I have a question in which I have to transform
$\textbf{I.}$ $\langle a,b,c \mid b^2, (bc)^2\rangle$
to
$\textbf{II.}$ $\langle x,y,z\mid y^2, z^2\rangle$
using Tietze transformations.
My attempt- $\langle a,b,c \mid b^2, (bc)^2\rangle \overset{1}{\rightarrow}\langle b,c \mid b^2, (bc)^2\rangle \overset{2}{\rightarrow}\langle x,b,c \mid b^2, (bc)^2\rangle \overset{3}{\rightarrow}\langle x,y,b,c \mid y^{-1}b, b^2, (bc)^2\rangle \overset{4}{\rightarrow}\langle x, y, c \mid y^2, (yc)^2\rangle \overset{5}{\rightarrow}\text{ ?} $
Is my step $4$ correct, can I do it as I have defined $y$ as $b$ so I can remove $b$ and replace it by $y$? If it is correct what should be my step $5$?

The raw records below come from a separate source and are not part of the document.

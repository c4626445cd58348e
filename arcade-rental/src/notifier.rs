use arcade_shared::Notification;
use std::sync::Mutex;

/// Fire-and-forget sink for user-facing notifications.
pub trait Notifier: Send + Sync {
    fn notify(&self, notification: Notification);
}

/// Keeps every notification in memory. Handy wherever the sink needs inspecting.
#[derive(Debug, Default)]
pub struct RecordingNotifier {
    sent: Mutex<Vec<Notification>>,
}

impl RecordingNotifier {
    pub fn new() -> Self {
        Self::default()
    }

    /// Drain what has been recorded so far.
    pub fn take(&self) -> Vec<Notification> {
        let mut sent = self.sent.lock().unwrap_or_else(|poisoned| poisoned.into_inner());
        std::mem::take(&mut *sent)
    }
}

impl Notifier for RecordingNotifier {
    fn notify(&self, notification: Notification) {
        self.sent
            .lock()
            .unwrap_or_else(|poisoned| poisoned.into_inner())
            .push(notification);
    }
}
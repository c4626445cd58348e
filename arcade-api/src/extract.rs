use axum::extract::{FromRequest, FromRequestParts};

use crate::error::AppError;

/// `axum::Json` whose rejection is a 400 with the usual `{"error": ...}` body.
#[derive(FromRequest)]
#[from_request(via(axum::Json), rejection(AppError))]
pub struct AppJson<T>(pub T);

/// `axum::extract::Query` with the same rejection shape as [`AppJson`].
#[derive(FromRequestParts)]
#[from_request(via(axum::extract::Query), rejection(AppError))]
pub struct AppQuery<T>(pub T);
use arcade_core::repository::{profile_key, settings_key, RepositoryError};
use arcade_core::{AccountRepository, UserProfile, UserSettings};
use async_trait::async_trait;
use redis::AsyncCommands;
use serde::de::DeserializeOwned;
use serde::Serialize;
use tracing::debug;
use uuid::Uuid;

use crate::StoreError;

/// Account documents stored as JSON strings in Redis.
#[derive(Clone)]
pub struct RedisAccountRepository {
    client: redis::Client,
}

impl RedisAccountRepository {
    /// Validates the URL only; connections are opened per call.
    pub fn new(connection_string: &str) -> Result<Self, StoreError> {
        let client = redis::Client::open(connection_string)?;
        Ok(Self { client })
    }

    async fn get_json<T: DeserializeOwned>(&self, key: &str) -> Result<Option<T>, StoreError> {
        let mut conn = self.client.get_multiplexed_async_connection().await?;
        let raw: Option<String> = conn.get(key).await?;
        match raw {
            Some(raw) => Ok(Some(serde_json::from_str(&raw)?)),
            None => Ok(None),
        }
    }

    async fn set_json<T: Serialize>(&self, key: &str, value: &T) -> Result<(), StoreError> {
        let mut conn = self.client.get_multiplexed_async_connection().await?;
        let raw = serde_json::to_string(value)?;
        conn.set::<_, _, ()>(key, raw).await?;
        debug!("Stored {}", key);
        Ok(())
    }
}

#[async_trait]
impl AccountRepository for RedisAccountRepository {
    async fn get_profile(&self, user_id: Uuid) -> Result<Option<UserProfile>, RepositoryError> {
        Ok(self.get_json(&profile_key(user_id)).await?)
    }

    async fn save_profile(&self, profile: &UserProfile) -> Result<(), RepositoryError> {
        Ok(self.set_json(&profile_key(profile.user_id), profile).await?)
    }

    async fn get_settings(&self, user_id: Uuid) -> Result<Option<UserSettings>, RepositoryError> {
        Ok(self.get_json(&settings_key(user_id)).await?)
    }

    async fn save_settings(&self, settings: &UserSettings) -> Result<(), RepositoryError> {
        Ok(self.set_json(&settings_key(settings.user_id), settings).await?)
    }
}
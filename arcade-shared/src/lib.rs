pub mod models;
pub mod pii;

pub use models::events::RentalEvent;
pub use models::notification::{Notification, NotificationLevel};
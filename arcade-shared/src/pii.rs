use serde::{Deserialize, Serialize, Serializer};
use std::fmt;

/// Wraps credentials and contact details so `{:?}` in a log line never prints them.
///
/// Serialization passes the real value through: API bodies need it.
#[derive(Clone, PartialEq, Eq, Deserialize)]
#[serde(transparent)]
pub struct Masked<T>(pub T);

impl<T> fmt::Debug for Masked<T> {
    fn fmt(&self, f: &mut fmt::Formatter<'_>) -> fmt::Result {
        f.write_str("********")
    }
}

impl<T> fmt::Display for Masked<T> {
    fn fmt(&self, f: &mut fmt::Formatter<'_>) -> fmt::Result {
        f.write_str("********")
    }
}

impl<T: Serialize> Serialize for Masked<T> {
    fn serialize<S>(&self, serializer: S) -> Result<S::Ok, S::Error>
    where
        S: Serializer,
    {
        self.0.serialize(serializer)
    }
}

impl<T> Masked<T> {
    pub fn expose(&self) -> &T {
        &self.0
    }

    pub fn into_inner(self) -> T {
        self.0
    }
}

impl<T> From<T> for Masked<T> {
    fn from(value: T) -> Self {
        Masked(value)
    }
}

#[cfg(test)]
mod tests {
    use super::*;

    #[test]
    fn test_debug_is_masked_but_json_is_not() {
        let secret = Masked("hunter2".to_string());
        assert_eq!(format!("{:?}", secret), "********");
        assert_eq!(serde_json::to_string(&secret).unwrap(), "\"hunter2\"");

        let parsed: Masked<String> = serde_json::from_str("\"s3cret\"").unwrap();
        assert_eq!(parsed.expose(), "s3cret");
    }
}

$$\begin{align}\langle a,b,c|\ b^2,(bc)^2\rangle&=\langle a,b,c,z|\ b^2,z^2, b^{-1}z=c\rangle\\&=\langle a,b,z|\ b^2,z^2\rangle\end{align}$$
In the first step we added a generator $z=bc$. Then the relation $(bc)^2=1$, becomes $z^2=1$, and need to put the relation $z=bc$, which we write as $b^{-1}z=c$.
In the second step we remove the generator $c$, taking away the relation $c=b^{-1}z$, which only defines $c$.